Quante volte guardando il mare ci siamo accorti di sentire il bisogno di fermarci un attimo, lasciando che la mente si perda tra quelle increspature, per specchiarci, per ritrovarci o anche solo per non lasciare che quell’immensità ci passi affianco senza essere scrutata dalla nostra eterna voglia di infinito. Eppure il mare ci cuce addosso sempre una sorta di malinconia sorda, fatta di cuciture mal fatte, foto, ritratti, bagliori di felicità che puoi vederli colorarsi di rosa al tramonto per poi scomparire nel buio.
Il mare a Trieste non è mai immobile, è difficile intrappolarlo su una tela, è impossibile corrergli dietro eppure se lo osservi attentamente puoi cogliere il suo sguardo curioso. La curiosità di un bambino che vede entrare in casa uno sconosciuto e gli mostra un sorriso non corrisposto, la curiosità del primo amore dove anche lo sfiorarsi manda in fiamme il viso e quei baci colgono il sapore di una bocca sconosciuta, la curiosità dello straniero, la curiosità dei pazzi, la curiosità inesauribile del mare. Questa città vive, accoglie, sceglie, corteggia, impara, corregge, cammina affianco allo sconosciuto e sa dentro di se che in pochi istanti dovrà rapire il suo sguardo per poi lasciarlo andare senza pretese.

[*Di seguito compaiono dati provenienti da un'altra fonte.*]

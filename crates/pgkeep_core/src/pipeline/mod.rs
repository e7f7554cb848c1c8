//! Streaming transfers through external filter programs.
//!
//! Archive and backup flows push bytes outbound:
//!
//! ```text
//! file / command / reader ──► compress ──► [encrypt] ──► storage
//! ```
//!
//! Restore and fetch flows pull them back:
//!
//! ```text
//! storage ──► [decrypt] ──► decompress ──► file / command / memory
//! ```
//!
//! Each [`FilterStage`] owns its process and stdio. [`Pipeline::execute`]
//! wires the stages together, joins them in a fixed order and decides the
//! outcome. Nothing is cancelled mid-stream; failures surface after every
//! process has been reaped.
//!
//! ## Invariants
//!
//! - Every stderr monitor is joined before any process is waited on
//!   ([`StageHandle::drain`] is the only way to reach [`DrainedStage::wait`])
//! - Any failed stage fails the transfer, except the terminal decompressor
//! - A failed transfer never publishes a storage object or a file

mod reader;
mod stage;
mod transfer;

pub use stage::{DrainedStage, FilterStage, StageHandle};
pub use transfer::{Pipeline, Sink, Source, TransferOutcome};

Qui le culture, le religioni si sono intrecciate condividendo lo stesso sguardo verso un Dio con diversi nomi, il campanile della cattedrale di San Giusto sornione ascolta l’inizio dello shabbat che la sinagoga scandisce con sacralità, mentre il tempio serbo-ortodosso della Santissima Trinità e di San Spiridione con la sua eleganza bizantina ammira le guglie della chiesa evangelica luterana; non ci sono scontri, non ci sono guerre, c’è la consapevolezza della propria verità religiosa e della ricchezza che sta nelle diversità.
La storia dell’uomo è stata sempre marcata da guerre mai spiegate contro il barbaro, il diverso, lo straniero, qui lo sconosciuto diventa parte della vita di una città che corre a ritmi differenti, che si ferma, che festeggia, che vive realtà eterogenee e lontane nel tempo e nelle tradizioni ma che sa di essere parte di una terra che li accomuna tutti nonostante le disuguaglianze.

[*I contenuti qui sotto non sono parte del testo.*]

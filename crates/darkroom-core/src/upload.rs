//! Upload: store the original bytes, then record them in the catalog.

use std::sync::Arc;

use crate::catalog::CatalogStore;
use crate::config::LimitsConfig;
use crate::error::{DarkroomError, Result};
use crate::pipeline::{content_checksum, resolve_media_type, MetadataExtractor};
use crate::store::fs::SIDECAR_SUFFIX;
use crate::store::ArtifactStore;
use crate::types::{CollectionId, NewSourceImage, SourceImage};

/// One file to upload.
#[derive(Debug, Clone)]
pub struct UploadRequest {
    pub bytes: Vec<u8>,
    pub file_name: String,
    /// Client-declared type; sniffed from the bytes when absent or generic
    pub media_type: Option<String>,
    pub collection_id: CollectionId,
}

/// Writes originals to the blob store and their rows to the catalog.
pub struct Uploader {
    artifacts: Arc<dyn ArtifactStore>,
    catalog: Arc<dyn CatalogStore>,
    limits: LimitsConfig,
}

impl Uploader {
    pub fn new(
        artifacts: Arc<dyn ArtifactStore>,
        catalog: Arc<dyn CatalogStore>,
        limits: LimitsConfig,
    ) -> Self {
        Self {
            artifacts,
            catalog,
            limits,
        }
    }

    /// Upload one file into a collection.
    ///
    /// If the catalog write fails the stored blob is removed again
    /// (best-effort) before the error is returned.
    pub async fn upload(&self, request: UploadRequest) -> Result<SourceImage> {
        let max_bytes = self.limits.max_upload_size_mb.saturating_mul(1024 * 1024);
        let size = request.bytes.len() as u64;
        if size == 0 {
            return Err(DarkroomError::Validation(format!(
                "{} is empty",
                request.file_name
            )));
        }
        if size > max_bytes {
            return Err(DarkroomError::Validation(format!(
                "{} is {} bytes, over the {} MB upload limit",
                request.file_name, size, self.limits.max_upload_size_mb
            )));
        }
        if self
            .catalog
            .get_collection(request.collection_id)
            .await?
            .is_none()
        {
            return Err(DarkroomError::NotFound(format!(
                "collection {}",
                request.collection_id
            )));
        }

        let file_name = sanitize_file_name(&request.file_name);
        let storage_key = format!("{}_{}", uuid::Uuid::new_v4(), file_name);
        let media_type = resolve_media_type(request.media_type.as_deref(), &request.bytes);
        let checksum = content_checksum(&request.bytes);
        let metadata = MetadataExtractor::extract(&request.bytes);

        self.artifacts
            .put(&storage_key, request.bytes, &media_type)
            .await?;

        let new_image = NewSourceImage {
            storage_key: storage_key.clone(),
            file_name,
            media_type,
            file_size: size,
            checksum: Some(checksum),
            metadata,
        };
        match self
            .catalog
            .create_source_image(new_image, request.collection_id)
            .await
        {
            Ok(image) => {
                tracing::debug!(
                    "Uploaded {} as image {} ({} bytes, {})",
                    image.file_name,
                    image.id,
                    image.file_size,
                    image.media_type
                );
                Ok(image)
            }
            Err(e) => {
                if let Err(cleanup) = self.artifacts.remove(&storage_key).await {
                    tracing::warn!("Could not remove orphaned upload {}: {}", storage_key, cleanup);
                }
                Err(e.into())
            }
        }
    }
}

/// Last path component of a client-supplied name, safe to embed in a key.
pub fn sanitize_file_name(name: &str) -> String {
    let base = name
        .rsplit(['/', '\\'])
        .next()
        .unwrap_or_default()
        .trim();
    let cleaned: String = base
        .chars()
        .map(|c| if c.is_control() { '_' } else { c })
        .collect();
    let cleaned = cleaned.trim_start_matches('.');
    if cleaned.is_empty() {
        return "upload".to_string();
    }
    // Keys with the sidecar suffix are reserved by the blob store
    match cleaned.strip_suffix(SIDECAR_SUFFIX) {
        Some(stem) => format!("{stem}_{}", &SIDECAR_SUFFIX[1..]),
        None => cleaned.to_string(),
    }
}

Ora passeggio lungo la strada Napoleonica, che da prosecco si arrampica sulle pareti del Carso triestino fino all’obelisco di Opicina, da quassù il mare sembra essere più elegante, con questo suo vestito blu notte e queste profonde pieghe che ricordano tanto un abito settecentesco. Sotto di me un treno viene inghiottito nella bocca avida di una galleria e in lontananza una vela si gonfia all’orizzonte, il rumore ovattato che fuoriesce dalla galleria si mescola a singhiozzi con il gracchiare dei merli e i raggi del sole continuano a giocare con le foglie, le onde, le rotaie e a far galleggiare sul mare miliardi di stelle.
Da qui lo sguardo si perde ed è stupendo scoprire che in questo mio viaggio, da straniero, in questo mio restare, assaporare e fuggire, ora mi sento meno straniero e mi ritrovo in questa città unica a guardare con gli occhi del suo mare la fibbia di questo vecchio stivale che fluttua nel Mediterraneo, gelosa della sua bellezza e della sua storia.

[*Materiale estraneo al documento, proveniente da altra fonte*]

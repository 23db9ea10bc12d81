//! Configuration validation with range checks.

use crate::error::ConfigError;

use super::Config;

/// 64 MiB read chunks.
const MAX_CHUNK_SIZE_KB: usize = 64 * 1024;

impl Config {
    /// Validate configuration values are within acceptable ranges.
    pub(crate) fn validate(&self) -> Result<(), ConfigError> {
        if self.processing.parallel_workers == 0 {
            return Err(ConfigError::ValidationError(
                "processing.parallel_workers must be > 0".into(),
            ));
        }
        if self.limits.max_upload_size_mb == 0 {
            return Err(ConfigError::ValidationError(
                "limits.max_upload_size_mb must be > 0".into(),
            ));
        }
        if self.limits.max_image_dimension == 0 {
            return Err(ConfigError::ValidationError(
                "limits.max_image_dimension must be > 0".into(),
            ));
        }
        if self.limits.decode_timeout_ms == 0 {
            return Err(ConfigError::ValidationError(
                "limits.decode_timeout_ms must be > 0".into(),
            ));
        }
        if !(1..=100).contains(&self.codec.jpeg_quality) {
            return Err(ConfigError::ValidationError(
                "codec.jpeg_quality must be between 1 and 100".into(),
            ));
        }
        if self.filters.face_min_size < 20 {
            return Err(ConfigError::ValidationError(
                "filters.face_min_size must be >= 20".into(),
            ));
        }
        if !(1..=MAX_CHUNK_SIZE_KB).contains(&self.export.chunk_size_kb) {
            return Err(ConfigError::ValidationError(format!(
                "export.chunk_size_kb must be between 1 and {MAX_CHUNK_SIZE_KB}"
            )));
        }
        Ok(())
    }
}

#[cfg(test)]
mod tests {
    use super::*;

    #[test]
    fn test_default_config_passes_validation() {
        let config = Config::default();
        assert!(config.validate().is_ok());
    }

    #[test]
    fn test_validate_rejects_zero_parallel_workers() {
        let mut config = Config::default();
        config.processing.parallel_workers = 0;
        let err = config.validate().unwrap_err();
        assert!(err.to_string().contains("parallel_workers"));
    }

    #[test]
    fn test_validate_rejects_zero_timeout() {
        let mut config = Config::default();
        config.limits.decode_timeout_ms = 0;
        let err = config.validate().unwrap_err();
        assert!(err.to_string().contains("decode_timeout_ms"));
    }

    #[test]
    fn test_validate_rejects_out_of_range_jpeg_quality() {
        let mut config = Config::default();
        config.codec.jpeg_quality = 0;
        let err = config.validate().unwrap_err();
        assert!(err.to_string().contains("jpeg_quality"));

        config.codec.jpeg_quality = 101;
        assert!(config.validate().is_err());
    }

    #[test]
    fn test_validate_rejects_tiny_face_size() {
        let mut config = Config::default();
        config.filters.face_min_size = 10;
        let err = config.validate().unwrap_err();
        assert!(err.to_string().contains("face_min_size"));
    }

    #[test]
    fn test_validate_bounds_chunk_size() {
        let mut config = Config::default();
        config.export.chunk_size_kb = 0;
        assert!(config.validate().is_err());

        config.export.chunk_size_kb = usize::MAX;
        let err = config.validate().unwrap_err();
        assert!(err.to_string().contains("chunk_size_kb"));

        config.export.chunk_size_kb = MAX_CHUNK_SIZE_KB;
        assert!(config.validate().is_ok());
    }
}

Non sono degno di citarlo ma chi meglio del poeta Umberto Saba, che ha respirato, vissuto e tratteggiato nei suoi versi questa città, può sintetizzare con le parole l’anima di questa terra: “Trieste ha una scontrosa grazia. Se piace, è come un ragazzaccio aspro e vorace, con gli occhi azzurri e mani troppo grandi per regalare un fiore; come un amore con gelosia. Da quest’erta ogni chiesa, ogni sua via scopro, se mena all’ingombrata spiaggia, o alla collina cui, sulla sassosa cima, una casa, l’ultima, s’aggrappa.”